::: MATERIALS PROVIDED

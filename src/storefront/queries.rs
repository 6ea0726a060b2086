macro_rules! cart_fragment {
    () => {
        r#"
fragment Cart on Cart {
  id
  checkoutUrl
  totalQuantity
  note
  attributes { key value }
  discountCodes { code applicable }
  cost {
    subtotalAmount { amount currencyCode }
    totalAmount { amount currencyCode }
    totalTaxAmount { amount currencyCode }
  }
  lines(first: 100) {
    nodes {
      id
      quantity
      merchandise {
        ... on ProductVariant {
          id
          title
          selectedOptions { name value }
          product { id title handle vendor }
          image { url altText width height }
          price { amount currencyCode }
          compareAtPrice { amount currencyCode }
        }
      }
      cost {
        totalAmount { amount currencyCode }
        amountPerQuantity { amount currencyCode }
        compareAtAmountPerQuantity { amount currencyCode }
      }
    }
  }
}
"#
    };
}

pub(crate) const CREATE_CART: &str = concat!(
    r#"
mutation createCart($lines: [CartLineInput!]) {
  cartCreate(input: { lines: $lines }) {
    cart { ...Cart }
    userErrors { field message }
  }
}
"#,
    cart_fragment!()
);

pub(crate) const GET_CART: &str = concat!(
    r#"
query getCart($cartId: ID!) {
  cart(id: $cartId) { ...Cart }
}
"#,
    cart_fragment!()
);

pub(crate) const ADD_TO_CART: &str = concat!(
    r#"
mutation addToCart($cartId: ID!, $lines: [CartLineInput!]!) {
  cartLinesAdd(cartId: $cartId, lines: $lines) {
    cart { ...Cart }
    userErrors { field message }
  }
}
"#,
    cart_fragment!()
);

pub(crate) const UPDATE_CART: &str = concat!(
    r#"
mutation updateCart($cartId: ID!, $lines: [CartLineUpdateInput!]!) {
  cartLinesUpdate(cartId: $cartId, lines: $lines) {
    cart { ...Cart }
    userErrors { field message }
  }
}
"#,
    cart_fragment!()
);

pub(crate) const REMOVE_FROM_CART: &str = concat!(
    r#"
mutation removeFromCart($cartId: ID!, $lineIds: [ID!]!) {
  cartLinesRemove(cartId: $cartId, lineIds: $lineIds) {
    cart { ...Cart }
    userErrors { field message }
  }
}
"#,
    cart_fragment!()
);
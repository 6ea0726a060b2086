use std::{
    future::Future,
    pin::Pin,
    sync::Arc,
    task::{Context, Poll},
};

use http::{Request, Response};
use tower_cookies::CookieManager;
use tower_layer::Layer;
use tower_service::Service;

use crate::{
    config::CartCookieConfig,
    controller::CookieTokenStore,
    session::{CartSession, CartSessions},
};

/// Inserts a request-scoped [`CartSession`] into request extensions.
///
/// Cookie reads and writes go through `tower_cookies`, which this layer installs itself.
#[derive(Debug, Clone)]
pub struct CartSessionLayer {
    config: Arc<CartCookieConfig>,
    sessions: CartSessions,
}

impl CartSessionLayer {
    #[must_use]
    pub fn new(sessions: CartSessions) -> Self {
        Self {
            config: Arc::new(CartCookieConfig::default()),
            sessions,
        }
    }

    #[must_use]
    pub fn with_config(mut self, config: CartCookieConfig) -> Self {
        self.config = Arc::new(config);
        self
    }
}

#[derive(Debug, Clone)]
pub struct CartSessionManager<S> {
    inner: S,
    config: Arc<CartCookieConfig>,
    sessions: CartSessions,
}

impl<S> Layer<S> for CartSessionLayer {
    type Service = CookieManager<CartSessionManager<S>>;

    fn layer(&self, inner: S) -> Self::Service {
        CookieManager::new(CartSessionManager {
            inner,
            config: self.config.clone(),
            sessions: self.sessions.clone(),
        })
    }
}

impl<ReqBody, ResBody, S> Service<Request<ReqBody>> for CartSessionManager<S>
where
    S: Service<Request<ReqBody>, Response = Response<ResBody>> + Clone + Send + 'static,
    S::Future: Send,
    ReqBody: Send + 'static,
    ResBody: Default + Send,
{
    type Response = S::Response;
    type Error = S::Error;
    type Future = Pin<Box<dyn Future<Output = Result<Self::Response, Self::Error>> + Send>>;

    fn poll_ready(&mut self, cx: &mut Context<'_>) -> Poll<Result<(), Self::Error>> {
        self.inner.poll_ready(cx)
    }

    fn call(&mut self, mut req: Request<ReqBody>) -> Self::Future {
        let config = self.config.clone();
        let sessions = self.sessions.clone();

        let clone = self.inner.clone();
        let mut inner = std::mem::replace(&mut self.inner, clone);

        Box::pin(async move {
            let Some(cookies) = req.extensions().get::<tower_cookies::Cookies>().cloned() else {
                tracing::error!("cookie manager did not run before the cart session layer");
                let mut res = Response::default();
                *res.status_mut() = http::StatusCode::INTERNAL_SERVER_ERROR;
                return Ok(res);
            };

            let store = CookieTokenStore::new(cookies, config);
            req.extensions_mut()
                .insert(CartSession::new(sessions, store));

            inner.call(req).await
        })
    }
}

::::::

PROBLEM DESCRIPTION
The lines holding the word "ResBody" are the answer. Find them in the entries and copy them.

REPLY TO THE EXERCISE
impl<ReqBody, ResBody, S> Service<Request<ReqBody>> for CartSessionManager<S>
    S: Service<Request<ReqBody>, Response = Response<ResBody>> + Clone + Send + 'static,
    ResBody: Default + Send,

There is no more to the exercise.